_Required work:_
Make a verbatim copy of all the records.

Stored dataset items
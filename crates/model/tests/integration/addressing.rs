use pretty_assertions::assert_eq;
use quire_model::{AddressError, Design, ErrorKind, ModelError, RefShape};
use quire_primitives::{ElementId, PropertyValue, Structure};
use quire_schema::ValueError;
use rstest::rstest;

use crate::common::{address, column, design, slot};

fn data_set(d: &mut Design) -> ElementId {
	let root = d.root();
	let sets = slot(d, root, "data-sets");
	let ds = d.create_in(&sets, "data-set", Some("sales"), None).unwrap();
	d.set_property(ds, "title", Some("Sales".into())).unwrap();
	d.set_property(ds, "tags", Some(PropertyValue::List(vec!["t0".into(), "t1".into()])))
		.unwrap();
	d.set_property(ds, "primary", Some(column("id"))).unwrap();
	d.set_property(ds, "columns", Some(PropertyValue::List(vec![column("region"), column("total")])))
		.unwrap();
	ds
}

#[rstest]
#[case::property("title", RefShape::Property, PropertyValue::from("Revenue"))]
#[case::property_index("tags[1]", RefShape::PropertyIndex, PropertyValue::from("t9"))]
#[case::property_member("primary.name", RefShape::PropertyMember, PropertyValue::from("key"))]
#[case::property_member_member("primary.format.pattern", RefShape::PropertyMemberMember, PropertyValue::from("0.00"))]
#[case::property_member_index("primary.aliases[0]", RefShape::PropertyMemberIndex, PropertyValue::from("pk"))]
#[case::property_member_index_member(
	"primary.params[1].name",
	RefShape::PropertyMemberIndexMember,
	PropertyValue::from("limit")
)]
#[case::property_index_member("columns[1].name", RefShape::PropertyIndexMember, PropertyValue::from("amount"))]
#[case::property_index_member_index("columns[0].aliases[1]", RefShape::PropertyIndexMemberIndex, PropertyValue::from("z"))]
#[case::property_index_member_index_member(
	"columns[1].params[0].value",
	RefShape::PropertyIndexMemberIndexMember,
	PropertyValue::Int(42)
)]
#[case::property_index_member_member("columns[0].format.digits", RefShape::PropertyIndexMemberMember, PropertyValue::Int(2))]
fn test_writes_land_at_the_address(#[case] path: &str, #[case] shape: RefShape, #[case] value: PropertyValue) {
	let mut d = design();
	let ds = data_set(&mut d);
	let addr = address(&d, ds, path);
	assert_eq!(addr.shape(), shape);
	assert_eq!(addr.to_string(), path);

	let property = addr.property_name().to_string();
	let before = d.local_value(ds, &property).unwrap().cloned();
	d.set_member(ds, &addr, Some(value.clone())).unwrap();
	let after = d.local_value(ds, &property).unwrap().cloned();
	assert_eq!(addr.get_value(after.as_ref()), Some(&value));
	assert_ne!(after, before);

	d.undo().unwrap();
	assert_eq!(d.local_value(ds, &property).unwrap().cloned(), before);
}

#[test]
fn test_sibling_entries_are_untouched() {
	let mut d = design();
	let ds = data_set(&mut d);
	let first = address(&d, ds, "columns[0]");
	let columns = d.local_value(ds, "columns").unwrap().cloned();
	let untouched = first.get_value(columns.as_ref()).cloned();

	d.set_member(ds, &address(&d, ds, "columns[1].params[1].value"), Some(7i64.into()))
		.unwrap();
	let columns = d.local_value(ds, "columns").unwrap().cloned();
	assert_eq!(first.get_value(columns.as_ref()).cloned(), untouched);
	let second = address(&d, ds, "columns[1].params[1]");
	assert_eq!(
		second.get_structure(columns.as_ref()),
		Some(&Structure::new("param").with("name", "p1").with("value", 7i64))
	);
}

#[test]
fn test_nested_list_editing() {
	let mut d = design();
	let ds = data_set(&mut d);
	let params = address(&d, ds, "columns[1].params");
	let names = |d: &Design| -> Vec<String> {
		let root = d.local_value(ds, "columns").unwrap();
		params
			.get_list(root)
			.unwrap_or_default()
			.iter()
			.filter_map(|p| p.as_structure()?.get("name")?.as_str().map(str::to_string))
			.collect()
	};

	d.insert_item(ds, &params, 0, Structure::new("param").with("name", "first").into())
		.unwrap();
	assert_eq!(names(&d), vec!["first", "p0", "p1"]);

	d.move_item(ds, &params, 0, 2).unwrap();
	assert_eq!(names(&d), vec!["p0", "p1", "first"]);

	let removed = d.remove_item(ds, &params.index(1)).unwrap();
	assert_eq!(
		removed.as_structure().and_then(|s| s.get("name")),
		Some(&PropertyValue::from("p1"))
	);
	assert_eq!(names(&d), vec!["p0", "first"]);

	for _ in 0..3 {
		d.undo().unwrap();
	}
	assert_eq!(names(&d), vec!["p0", "p1"]);
}

#[test]
fn test_invalid_member_writes_change_nothing() {
	let mut d = design();
	let ds = data_set(&mut d);
	let columns = d.local_value(ds, "columns").unwrap().cloned();
	let history = d.activity().undo_len();

	let err = d
		.set_member(ds, &address(&d, ds, "columns[0].format.digits"), Some("two".into()))
		.unwrap_err();
	assert_eq!(err.kind(), ErrorKind::Value);

	let err = d
		.set_member(ds, &address(&d, ds, "columns[0].aliases[0]"), None)
		.unwrap_err();
	assert!(matches!(err, ModelError::Address(AddressError::ClearListItem { .. })));

	let err = d
		.set_member(ds, &address(&d, ds, "columns[5].name"), Some("x".into()))
		.unwrap_err();
	assert_eq!(err.kind(), ErrorKind::Address);

	assert_eq!(d.local_value(ds, "columns").unwrap().cloned(), columns);
	assert_eq!(d.activity().undo_len(), history);
}

#[test]
fn test_writes_under_an_unset_structure_need_its_required_members() {
	let mut d = design();
	let root = d.root();
	let sets = slot(&d, root, "data-sets");
	let ds = d.create_in(&sets, "data-set", Some("orders"), None).unwrap();
	let history = d.activity().undo_len();

	let err = d
		.set_member(ds, &address(&d, ds, "primary.format.pattern"), Some("0.00".into()))
		.unwrap_err();
	assert!(matches!(
		err,
		ModelError::Value {
			source: ValueError::RequiredMemberBlank { ref structure, ref member },
			..
		} if structure == "column" && member == "name"
	));
	let err = d
		.insert_item(ds, &address(&d, ds, "primary.aliases"), 0, "pk".into())
		.unwrap_err();
	assert_eq!(err.kind(), ErrorKind::Value);
	assert_eq!(d.local_value(ds, "primary").unwrap(), None);
	assert_eq!(d.activity().undo_len(), history);

	d.set_member(ds, &address(&d, ds, "primary.name"), Some("id".into()))
		.unwrap();
	d.set_member(ds, &address(&d, ds, "primary.format.pattern"), Some("0.00".into()))
		.unwrap();
	let primary = address(&d, ds, "primary");
	let value = d.local_value(ds, "primary").unwrap().cloned();
	assert_eq!(
		primary.get_structure(value.as_ref()).and_then(|s| s.get("name")),
		Some(&PropertyValue::from("id"))
	);
}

_Exercise answer:_
filename crates/model/tests/integration/addressing.rs
use pretty_assertions::assert_eq;
use quire_model::{AddressError, Design, ErrorKind, ModelError, RefShape};
use quire_primitives::{ElementId, PropertyValue, Structure};
use quire_schema::ValueError;
use rstest::rstest;

use crate::common::{address, column, design, slot};

fn data_set(d: &mut Design) -> ElementId {
	let root = d.root();
	let sets = slot(d, root, "data-sets");
	let ds = d.create_in(&sets, "data-set", Some("sales"), None).unwrap();
	d.set_property(ds, "title", Some("Sales".into())).unwrap();
	d.set_property(ds, "tags", Some(PropertyValue::List(vec!["t0".into(), "t1".into()])))
		.unwrap();
	d.set_property(ds, "primary", Some(column("id"))).unwrap();
	d.set_property(ds, "columns", Some(PropertyValue::List(vec![column("region"), column("total")])))
		.unwrap();
	ds
}

#[rstest]
#[case::property("title", RefShape::Property, PropertyValue::from("Revenue"))]
#[case::property_index("tags[1]", RefShape::PropertyIndex, PropertyValue::from("t9"))]
#[case::property_member("primary.name", RefShape::PropertyMember, PropertyValue::from("key"))]
#[case::property_member_member("primary.format.pattern", RefShape::PropertyMemberMember, PropertyValue::from("0.00"))]
#[case::property_member_index("primary.aliases[0]", RefShape::PropertyMemberIndex, PropertyValue::from("pk"))]
#[case::property_member_index_member(
	"primary.params[1].name",
	RefShape::PropertyMemberIndexMember,
	PropertyValue::from("limit")
)]
#[case::property_index_member("columns[1].name", RefShape::PropertyIndexMember, PropertyValue::from("amount"))]
#[case::property_index_member_index("columns[0].aliases[1]", RefShape::PropertyIndexMemberIndex, PropertyValue::from("z"))]
#[case::property_index_member_index_member(
	"columns[1].params[0].value",
	RefShape::PropertyIndexMemberIndexMember,
	PropertyValue::Int(42)
)]
#[case::property_index_member_member("columns[0].format.digits", RefShape::PropertyIndexMemberMember, PropertyValue::Int(2))]
fn test_writes_land_at_the_address(#[case] path: &str, #[case] shape: RefShape, #[case] value: PropertyValue) {
	let mut d = design();
	let ds = data_set(&mut d);
	let addr = address(&d, ds, path);
	assert_eq!(addr.shape(), shape);
	assert_eq!(addr.to_string(), path);

	let property = addr.property_name().to_string();
	let before = d.local_value(ds, &property).unwrap().cloned();
	d.set_member(ds, &addr, Some(value.clone())).unwrap();
	let after = d.local_value(ds, &property).unwrap().cloned();
	assert_eq!(addr.get_value(after.as_ref()), Some(&value));
	assert_ne!(after, before);

	d.undo().unwrap();
	assert_eq!(d.local_value(ds, &property).unwrap().cloned(), before);
}

#[test]
fn test_sibling_entries_are_untouched() {
	let mut d = design();
	let ds = data_set(&mut d);
	let first = address(&d, ds, "columns[0]");
	let columns = d.local_value(ds, "columns").unwrap().cloned();
	let untouched = first.get_value(columns.as_ref()).cloned();

	d.set_member(ds, &address(&d, ds, "columns[1].params[1].value"), Some(7i64.into()))
		.unwrap();
	let columns = d.local_value(ds, "columns").unwrap().cloned();
	assert_eq!(first.get_value(columns.as_ref()).cloned(), untouched);
	let second = address(&d, ds, "columns[1].params[1]");
	assert_eq!(
		second.get_structure(columns.as_ref()),
		Some(&Structure::new("param").with("name", "p1").with("value", 7i64))
	);
}

#[test]
fn test_nested_list_editing() {
	let mut d = design();
	let ds = data_set(&mut d);
	let params = address(&d, ds, "columns[1].params");
	let names = |d: &Design| -> Vec<String> {
		let root = d.local_value(ds, "columns").unwrap();
		params
			.get_list(root)
			.unwrap_or_default()
			.iter()
			.filter_map(|p| p.as_structure()?.get("name")?.as_str().map(str::to_string))
			.collect()
	};

	d.insert_item(ds, &params, 0, Structure::new("param").with("name", "first").into())
		.unwrap();
	assert_eq!(names(&d), vec!["first", "p0", "p1"]);

	d.move_item(ds, &params, 0, 2).unwrap();
	assert_eq!(names(&d), vec!["p0", "p1", "first"]);

	let removed = d.remove_item(ds, &params.index(1)).unwrap();
	assert_eq!(
		removed.as_structure().and_then(|s| s.get("name")),
		Some(&PropertyValue::from("p1"))
	);
	assert_eq!(names(&d), vec!["p0", "first"]);

	for _ in 0..3 {
		d.undo().unwrap();
	}
	assert_eq!(names(&d), vec!["p0", "p1"]);
}

#[test]
fn test_invalid_member_writes_change_nothing() {
	let mut d = design();
	let ds = data_set(&mut d);
	let columns = d.local_value(ds, "columns").unwrap().cloned();
	let history = d.activity().undo_len();

	let err = d
		.set_member(ds, &address(&d, ds, "columns[0].format.digits"), Some("two".into()))
		.unwrap_err();
	assert_eq!(err.kind(), ErrorKind::Value);

	let err = d
		.set_member(ds, &address(&d, ds, "columns[0].aliases[0]"), None)
		.unwrap_err();
	assert!(matches!(err, ModelError::Address(AddressError::ClearListItem { .. })));

	let err = d
		.set_member(ds, &address(&d, ds, "columns[5].name"), Some("x".into()))
		.unwrap_err();
	assert_eq!(err.kind(), ErrorKind::Address);

	assert_eq!(d.local_value(ds, "columns").unwrap().cloned(), columns);
	assert_eq!(d.activity().undo_len(), history);
}

#[test]
fn test_writes_under_an_unset_structure_need_its_required_members() {
	let mut d = design();
	let root = d.root();
	let sets = slot(&d, root, "data-sets");
	let ds = d.create_in(&sets, "data-set", Some("orders"), None).unwrap();
	let history = d.activity().undo_len();

	let err = d
		.set_member(ds, &address(&d, ds, "primary.format.pattern"), Some("0.00".into()))
		.unwrap_err();
	assert!(matches!(
		err,
		ModelError::Value {
			source: ValueError::RequiredMemberBlank { ref structure, ref member },
			..
		} if structure == "column" && member == "name"
	));
	let err = d
		.insert_item(ds, &address(&d, ds, "primary.aliases"), 0, "pk".into())
		.unwrap_err();
	assert_eq!(err.kind(), ErrorKind::Value);
	assert_eq!(d.local_value(ds, "primary").unwrap(), None);
	assert_eq!(d.activity().undo_len(), history);

	d.set_member(ds, &address(&d, ds, "primary.name"), Some("id".into()))
		.unwrap();
	d.set_member(ds, &address(&d, ds, "primary.format.pattern"), Some("0.00".into()))
		.unwrap();
	let primary = address(&d, ds, "primary");
	let value = d.local_value(ds, "primary").unwrap().cloned();
	assert_eq!(
		primary.get_structure(value.as_ref()).and_then(|s| s.get("name")),
		Some(&PropertyValue::from("id"))
	);
}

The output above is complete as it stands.